Coffee-seq proof-of-principle.

A) Experiment workflow. Tagging of sample-intrinsic DNA by bisulfite DNA treatment is performed directly on urine or plasma. Contaminating DNA introduced after the tagging step is identified based on lack of cytosine conversion. B) Bioinformatics workflow. C Representative example of the cytosine fraction of mapped reads in an unfiltered (top) dataset, a read-level filtered dataset (middle) and a fully filtered dataset (bottom). D) Number of reads assigned to Cutibacterium acnes (common environmental DNA contaminant) in ΦX174 DNA after conventional sequencing (green) and Coffee-seq (purple). E) Deliberate contamination assay. Detection of known contaminants before (top) and after (bottom) filtering. F) Number of reads assigned to contaminants.
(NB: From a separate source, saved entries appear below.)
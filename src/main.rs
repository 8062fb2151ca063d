mod app;
mod clipboard;
mod commands;
mod config;
mod constants;
mod display;
mod embed;
mod filter;
mod form;
mod graphics;
mod input;
mod logging;
mod model;
mod pattern;
mod render;
mod state;
mod storage;
mod theme;
mod ui;

use anyhow::{Context, Result};
use clap::{CommandFactory, Parser};
use ratatui::{
  DefaultTerminal,
  crossterm::event::{self, Event, KeyEventKind},
};
use std::path::PathBuf;
use std::time::Duration;
use tracing::info;

use app::App;
use clipboard::CopyChain;
use commands::Catalog;
use config::Config;
use constants::constants;
use display::CliDisplayMode;
use storage::{FileStore, Storage};

// --- CLI ---

#[derive(Parser, Debug)]
#[command(author, version = env!("CARGO_PKG_VERSION"), about = "Save, sort and preview video links", long_about = None)]
struct Args {
  /// Display mode for the link pattern: 'auto', 'blocks', or 'ascii' (default: auto-detect)
  #[arg(short, long, default_value = "auto")]
  display_mode: CliDisplayMode,

  /// Directory holding the catalog records (overrides prefs.toml)
  #[arg(long)]
  data_dir: Option<PathBuf>,

  /// Log filter written to <data-dir>/logs/clipvault.log, e.g. 'debug' or 'clipvault=trace'
  #[arg(long, default_value = "info")]
  log_level: String,

  /// Print a shell completion script and exit
  #[arg(long, value_name = "SHELL")]
  completions: Option<clap_complete::Shell>,
}

// --- Main ---

#[tokio::main]
async fn main() -> Result<()> {
  let args = Args::parse();

  if let Some(shell) = args.completions {
    let mut cmd = Args::command();
    clap_complete::generate(shell, &mut cmd, constants().app_name.as_str(), &mut std::io::stdout());
    return Ok(());
  }

  let config = Config::load();
  let data_dir = config
    .resolve_data_dir(args.data_dir.clone())
    .context("Could not determine a data directory; pass --data-dir")?;
  let _log_guard = logging::init(&data_dir.join("logs"), &args.log_level)?;

  let store = FileStore::new(&data_dir);
  info!(dir = %store.dir().display(), "opening catalog");
  let catalog = Catalog::open(Storage::new(store));

  let display_mode = display::resolve_display_mode(args.display_mode);
  let theme_index = theme::theme_index(config.theme_name.as_deref());
  let mut app = App::new(catalog, display_mode, theme_index, CopyChain::system());

  let default_hook = std::panic::take_hook();
  std::panic::set_hook(Box::new(move |info| {
    ratatui::restore();
    default_hook(info);
  }));

  let mut terminal = ratatui::init();
  let result = run(&mut terminal, &mut app);
  ratatui::restore();
  info!("exiting");
  result
}

fn run(terminal: &mut DefaultTerminal, app: &mut App) -> Result<()> {
  loop {
    app.check_pending();

    terminal.draw(|frame| ui::ui(frame, app))?;

    if event::poll(Duration::from_millis(100))? {
      match event::read()? {
        Event::Key(key) if key.kind == KeyEventKind::Press => {
          input::handle_key_event(app, key);
        }
        _ => {}
      }
    }

    if app.should_quit {
      break;
    }
  }
  Ok(())
}
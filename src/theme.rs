use ratatui::style::Color;

pub struct Theme {
  pub name: &'static str,
  pub bg: Color,
  pub fg: Color,
  pub accent: Color,
  pub muted: Color,
  pub border: Color,
  pub highlight_fg: Color,
  pub highlight_bg: Color,
  pub stripe_bg: Color,
  pub status: Color,
  pub error: Color,
  pub key_fg: Color,
  pub key_bg: Color,
  /// Light and dark cells of the link pattern.
  pub pattern_on: Color,
  pub pattern_off: Color,
}

pub static THEMES: [Theme; 3] = [
  Theme {
    name: "midnight",
    bg: Color::Rgb(5, 7, 18),
    fg: Color::Rgb(226, 232, 240),
    accent: Color::Rgb(96, 165, 250),
    muted: Color::Rgb(100, 116, 139),
    border: Color::Rgb(51, 65, 85),
    highlight_fg: Color::Rgb(5, 7, 18),
    highlight_bg: Color::Rgb(96, 165, 250),
    stripe_bg: Color::Rgb(15, 20, 36),
    status: Color::Rgb(52, 211, 153),
    error: Color::Rgb(248, 113, 113),
    key_fg: Color::Rgb(5, 7, 18),
    key_bg: Color::Rgb(148, 163, 184),
    pattern_on: Color::Rgb(248, 250, 252),
    pattern_off: Color::Rgb(5, 7, 18),
  },
  Theme {
    name: "paper",
    bg: Color::Rgb(250, 248, 242),
    fg: Color::Rgb(41, 37, 36),
    accent: Color::Rgb(180, 83, 9),
    muted: Color::Rgb(120, 113, 108),
    border: Color::Rgb(214, 211, 209),
    highlight_fg: Color::Rgb(250, 248, 242),
    highlight_bg: Color::Rgb(180, 83, 9),
    stripe_bg: Color::Rgb(241, 238, 230),
    status: Color::Rgb(21, 128, 61),
    error: Color::Rgb(185, 28, 28),
    key_fg: Color::Rgb(250, 248, 242),
    key_bg: Color::Rgb(87, 83, 78),
    pattern_on: Color::Rgb(28, 25, 23),
    pattern_off: Color::Rgb(250, 248, 242),
  },
  Theme {
    name: "terminal",
    bg: Color::Reset,
    fg: Color::White,
    accent: Color::Cyan,
    muted: Color::DarkGray,
    border: Color::Gray,
    highlight_fg: Color::Black,
    highlight_bg: Color::Cyan,
    stripe_bg: Color::Reset,
    status: Color::Green,
    error: Color::Red,
    key_fg: Color::Black,
    key_bg: Color::Gray,
    pattern_on: Color::White,
    pattern_off: Color::Black,
  },
];

/// Terminal colour for an accent label. Unknown labels fall back to the theme accent.
pub fn accent_color(label: &str, theme: &Theme) -> Color {
  match label {
    "accent-blue" => Color::Rgb(96, 165, 250),
    "accent-amber" => Color::Rgb(251, 191, 36),
    "accent-pink" => Color::Rgb(244, 114, 182),
    "accent-emerald" => Color::Rgb(52, 211, 153),
    "accent-violet" => Color::Rgb(167, 139, 250),
    _ => theme.accent,
  }
}

/// Index of the named theme, defaulting to the first.
pub fn theme_index(name: Option<&str>) -> usize {
  name.and_then(|n| THEMES.iter().position(|t| t.name == n)).unwrap_or(0)
}
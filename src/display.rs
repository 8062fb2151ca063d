use clap::ValueEnum;

#[derive(Debug, Clone, Copy, ValueEnum)]
pub enum CliDisplayMode {
  Auto,
  Blocks,
  Ascii,
}

/// How the link pattern is drawn.
#[derive(Debug, Clone, Copy, PartialEq, Eq)]
pub enum DisplayMode {
  /// Unicode half-blocks, two pattern rows per terminal row.
  Blocks,
  /// `#` and spaces, one pattern row per terminal row.
  Ascii,
}

impl DisplayMode {
  pub fn label(self) -> &'static str {
    match self {
      DisplayMode::Blocks => "blocks",
      DisplayMode::Ascii => "ascii",
    }
  }
}

/// Detect whether the terminal can draw half-block glyphs.
///
/// The Linux console and `dumb` terminals get ASCII; everything else gets blocks.
pub fn detect_display_mode() -> DisplayMode {
  let term = std::env::var("TERM").unwrap_or_default();
  display_mode_for_term(&term)
}

fn display_mode_for_term(term: &str) -> DisplayMode {
  if matches!(term, "dumb" | "linux" | "vt100" | "vt220") { DisplayMode::Ascii } else { DisplayMode::Blocks }
}

pub fn resolve_display_mode(cli: CliDisplayMode) -> DisplayMode {
  match cli {
    CliDisplayMode::Auto => detect_display_mode(),
    CliDisplayMode::Blocks => DisplayMode::Blocks,
    CliDisplayMode::Ascii => DisplayMode::Ascii,
  }
}

#[cfg(test)]
mod tests {
  use super::*;

  #[test]
  fn limited_terminals_get_ascii() {
    assert_eq!(display_mode_for_term("dumb"), DisplayMode::Ascii);
    assert_eq!(display_mode_for_term("linux"), DisplayMode::Ascii);
  }

  #[test]
  fn modern_terminals_get_blocks() {
    assert_eq!(display_mode_for_term("xterm-256color"), DisplayMode::Blocks);
    assert_eq!(display_mode_for_term("xterm-kitty"), DisplayMode::Blocks);
    assert_eq!(display_mode_for_term(""), DisplayMode::Blocks);
  }

  #[test]
  fn explicit_modes_skip_detection() {
    assert_eq!(resolve_display_mode(CliDisplayMode::Ascii), DisplayMode::Ascii);
    assert_eq!(resolve_display_mode(CliDisplayMode::Blocks), DisplayMode::Blocks);
  }
}
fn render_status(frame: &mut Frame, app: &App, area: Rect) {
  let theme = app.theme();
  let (text, style) = if let Some(msg) = app.feedback_message() {
    (format!(" ✓ {}", msg), Style::default().fg(theme.status))
  } else if let Some(err) = &app.last_error {
    (format!(" ⚠  {}", err), Style::default().fg(theme.error))
  } else {
    let total = app.catalog.state.videos.len();
    (format!(" {} clip{} saved", total, if total == 1 { "" } else { "s" }), Style::default().fg(theme.muted))
  };
  frame.render_widget(Paragraph::new(text).style(style), area);
}

/// Draw a bordered single-line input, scrolling horizontally to keep the cursor visible.
fn render_text_field(frame: &mut Frame, theme: &Theme, input: &mut TextInput, area: Rect, title: &str, focused: bool) {
  let block = rounded_block(theme, format!(" {} ", title), focused).padding(Padding::horizontal(1));

  let inner_w = area.width.saturating_sub(4) as usize;
  let cursor_col = display_width(&input.value, input.cursor);

  if cursor_col < input.scroll {
    input.scroll = cursor_col;
  } else if inner_w > 0 && cursor_col >= input.scroll + inner_w {
    input.scroll = cursor_col.saturating_sub(inner_w) + 1;
  }

  let scroll = input.scroll;
  let visible: String = input
    .value
    .chars()
    .scan(0usize, |col, c| {
      let w = unicode_width::UnicodeWidthChar::width(c).unwrap_or(0);
      let start = *col;
      *col += w;
      Some((start, *col, c))
    })
    .skip_while(|(_, end, _)| *end <= scroll)
    .take_while(|(start, _, _)| *start < scroll + inner_w)
    .map(|(_, _, c)| c)
    .collect();

  frame.render_widget(Paragraph::new(visible).style(Style::default().fg(theme.fg)).block(block), area);

  if focused {
    let cursor_x = area.x + 2 + cursor_col.saturating_sub(scroll) as u16;
    frame.set_cursor_position((cursor_x, area.y + 1));
  }
}

fn render_selector(theme: &Theme, field: FormField, value: &str, colour: Color, focused: bool) -> Line<'static> {
  let label_style = if focused {
    Style::default().fg(theme.accent).add_modifier(Modifier::BOLD)
  } else {
    Style::default().fg(theme.muted)
  };
  Line::from(vec![
    Span::styled(format!(" {:<11}", field.label()), label_style),
    Span::styled("◀ ", Style::default().fg(theme.muted)),
    Span::styled(value.to_string(), Style::default().fg(colour).add_modifier(Modifier::BOLD)),
    Span::styled(" ▶", Style::default().fg(theme.muted)),
  ])
}
use chrono::{DateTime, Local, Utc};
use serde::{Deserialize, Deserializer, Serialize};
use uuid::Uuid;

use crate::constants::constants;

/// Id of the virtual "no filter" category. Never persisted.
pub const ALL_CATEGORY_ID: &str = "all";

/// A saved video link.
#[derive(Debug, Clone, PartialEq, Eq, Serialize, Deserialize)]
#[serde(rename_all = "camelCase")]
pub struct Video {
  pub id: String,
  pub title: String,
  pub url: String,
  #[serde(default, deserialize_with = "null_as_empty")]
  pub notes: String,
  pub category_id: String,
  #[serde(default = "default_accent", deserialize_with = "accent_or_default")]
  pub accent: String,
  /// Milliseconds since the Unix epoch.
  pub created_at: i64,
}

/// A user-defined collection that videos point at by id.
#[derive(Debug, Clone, PartialEq, Eq, Serialize, Deserialize)]
#[serde(rename_all = "camelCase")]
pub struct Category {
  pub id: String,
  pub name: String,
  pub color: String,
}

fn default_accent() -> String {
  constants().default_accent.clone()
}

fn null_as_empty<'de, D: Deserializer<'de>>(deserializer: D) -> Result<String, D::Error> {
  Ok(Option::<String>::deserialize(deserializer)?.unwrap_or_default())
}

/// A null or empty accent falls back to the default.
fn accent_or_default<'de, D: Deserializer<'de>>(deserializer: D) -> Result<String, D::Error> {
  Ok(Option::<String>::deserialize(deserializer)?.filter(|a| !a.is_empty()).unwrap_or_else(default_accent))
}

/// Generate a fresh video id. UUIDv7 keeps ids unique and roughly time-ordered.
pub fn new_video_id() -> String {
  format!("v_{}", Uuid::now_v7().simple())
}

pub fn now_millis() -> i64 {
  Utc::now().timestamp_millis()
}

/// Derive a category id from a display name.
///
/// Lowercases, collapses every run of characters outside `[a-z0-9]` into a
/// single `-`, and drops separators at either end. Returns an empty string
/// when the name has no usable characters.
pub fn derive_category_id(name: &str) -> String {
  let mut id = String::with_capacity(name.len());
  let mut gap = false;
  for c in name.to_lowercase().chars() {
    if c.is_ascii_lowercase() || c.is_ascii_digit() {
      if gap && !id.is_empty() {
        id.push('-');
      }
      gap = false;
      id.push(c);
    } else {
      gap = true;
    }
  }
  id
}

/// Pick the palette colour for the category created after `existing` others.
pub fn palette_color(existing: usize) -> String {
  let palette = &constants().palette;
  palette.get(existing % palette.len().max(1)).cloned().unwrap_or_else(default_accent)
}

/// Seed collections used on first run.
pub fn default_categories() -> Vec<Category> {
  constants().default_categories.clone()
}

/// Short local date for list rows.
pub fn format_date(millis: i64) -> String {
  local_time(millis).map(|t| t.format("%Y-%m-%d").to_string()).unwrap_or_default()
}

/// Local date and time for the viewer.
pub fn format_timestamp(millis: i64) -> String {
  local_time(millis).map(|t| t.format("%Y-%m-%d %H:%M").to_string()).unwrap_or_default()
}

fn local_time(millis: i64) -> Option<DateTime<Local>> {
  DateTime::<Utc>::from_timestamp_millis(millis).map(|t| t.with_timezone(&Local))
}

#[cfg(test)]
mod tests {
  use super::*;

  // --- derive_category_id ---

  #[test]
  fn derive_id_collapses_punctuation_and_spaces() {
    assert_eq!(derive_category_id("Family Trips!"), "family-trips");
    assert_eq!(derive_category_id("Game Night"), "game-night");
    assert_eq!(derive_category_id("  Rock -- n' Roll  "), "rock-n-roll");
  }

  #[test]
  fn derive_id_blank_is_empty() {
    assert_eq!(derive_category_id("   "), "");
    assert_eq!(derive_category_id(""), "");
    assert_eq!(derive_category_id("!!!"), "");
  }

  #[test]
  fn derive_id_keeps_digits() {
    assert_eq!(derive_category_id("2024 Summer"), "2024-summer");
  }

  #[test]
  fn derive_id_non_ascii_letters_are_separators() {
    assert_eq!(derive_category_id("Café Nights"), "caf-nights");
  }

  #[test]
  fn derive_id_is_idempotent() {
    for name in ["Family Trips!", "  a  b  ", "Work", "x--y", "Über 9000"] {
      let once = derive_category_id(name);
      assert_eq!(derive_category_id(&once), once);
    }
  }

  // --- palette_color ---

  #[test]
  fn palette_wraps_round_robin() {
    assert_eq!(palette_color(0), "accent-blue");
    assert_eq!(palette_color(3), "accent-emerald");
    assert_eq!(palette_color(5), "accent-blue");
  }

  // --- serde ---

  #[test]
  fn video_uses_camel_case_fields() {
    let video = Video {
      id: "v_1".to_string(),
      title: "Trip".to_string(),
      url: "https://youtu.be/abc123".to_string(),
      notes: String::new(),
      category_id: "family".to_string(),
      accent: "accent-pink".to_string(),
      created_at: 1_700_000_000_000,
    };
    let json = serde_json::to_value(&video).unwrap();
    assert_eq!(json["categoryId"], "family");
    assert_eq!(json["createdAt"], 1_700_000_000_000i64);
  }

  #[test]
  fn video_missing_optional_fields_get_defaults() {
    let json = r#"{"id":"v_1","title":"Trip","url":"u","categoryId":"family","createdAt":1}"#;
    let video: Video = serde_json::from_str(json).unwrap();
    assert_eq!(video.notes, "");
    assert_eq!(video.accent, "accent-blue");
  }

  #[test]
  fn null_or_empty_optional_fields_get_defaults() {
    let json = r#"{"id":"v_1","title":"Trip","url":"u","notes":null,"categoryId":"family","accent":"","createdAt":1}"#;
    let video: Video = serde_json::from_str(json).unwrap();
    assert_eq!(video.notes, "");
    assert_eq!(video.accent, "accent-blue");

    let json = r#"{"id":"v_1","title":"Trip","url":"u","categoryId":"family","accent":null,"createdAt":1}"#;
    let video: Video = serde_json::from_str(json).unwrap();
    assert_eq!(video.accent, "accent-blue");
  }

  #[test]
  fn new_video_ids_are_unique() {
    let a = new_video_id();
    let b = new_video_id();
    assert_ne!(a, b);
    assert!(a.starts_with("v_"));
  }

  #[test]
  fn format_date_handles_out_of_range() {
    assert_eq!(format_date(i64::MAX), "");
    assert!(!format_date(1_700_000_000_000).is_empty());
  }
}
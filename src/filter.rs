use crate::model::{ALL_CATEGORY_ID, Video};

/// Check if a video matches the category filter and the search term.
/// The term is matched case-insensitively against title and notes.
pub fn matches(video: &Video, category_id: &str, term: &str) -> bool {
  if category_id != ALL_CATEGORY_ID && video.category_id != category_id {
    return false;
  }
  let needle = term.trim().to_lowercase();
  if needle.is_empty() {
    return true;
  }
  let haystack = format!("{} {}", video.title, video.notes).to_lowercase();
  haystack.contains(&needle)
}

/// The visible videos, in their stored order.
pub fn filter_videos<'a>(videos: &'a [Video], category_id: &str, term: &str) -> Vec<&'a Video> {
  videos.iter().filter(|v| matches(v, category_id, term)).collect()
}
use std::process::ExitCode;

fn main() -> ExitCode {
    roster_cli::run()
}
We devised two assays to test the principle of Coffee-seq. First, we applied Coffee-seq and conventional DNA sequencing to samples of sheared ΦX174 DNA (New England Biolabs, #N3021S) with variable biomass (0.0025 ng, 0.025 ng, 0.25 ng, 2.5 ng, 26 ng, and 155 ng for Coffee-seq; 0.004 ng, 0.04 ng, 0.4 ng, 4 ng, 35 ng, and 240 ng for standard cfDNA sequencing). We first quantified the abundance of Cutibacterium acnes (C. acnes), which is a frequent member of the normal skin flora and is routinely identified as a contaminant in DNA sequencing[7]. We observed an increase in C. acnes abundance with decreasing input biomass, as expected given that samples with a lower biomass are more susceptible to environmental contamination (Fig. 1C). We found that despite a ~30% lower biomass at the beginning of library preparation for the Coffee-seq samples, far fewer C. acnes reads were present after Coffee-seq filtering (4223.8 and 119.5 MPM in the highest biomass samples, 1.48 and 0 MPM in the lowest biomass samples, before and after Coffee-seq filtering respectively; Fig. 1D). Second, we performed Coffee-seq on sheared ΦX174 DNA samples with variable biomass (0.0025–155 ng; Fig. 1E) which we spiked after Coffee-seq tagging with 1 ng of sheared DNA from a well-characterized community of microbes to simulate microbial DNA contamination (10 species; Zymo Research, #D6305). Before applying the Coffee-seq bioinformatics filter, we observed a negative correlation between the ΦX174 DNA input biomass and the relative number of reads from the spike-in community, as expected (Pearson’s R = −0.54, p-value = 6.5×10−6; Spearman’s ρ = −0.82, p-value = 6.3×10−16; Fig. 1E). After applying the Coffee-seq filter, we observed an average percent decrease of 99.8% of molecules mapping to species of the spike-in community (Fig. 1F). Sequences mapping to Escherichia coli (E. coli) were the most abundant after filtering (58.89%). Given that ΦX174 genomic DNA is isolated after phage propagation in E. coli culture, we reasoned that these remaining reads were likely intrinsic to the original sample. Together, these experiments demonstrate the effectiveness of Coffee-seq for the detection and removal of DNA contaminants.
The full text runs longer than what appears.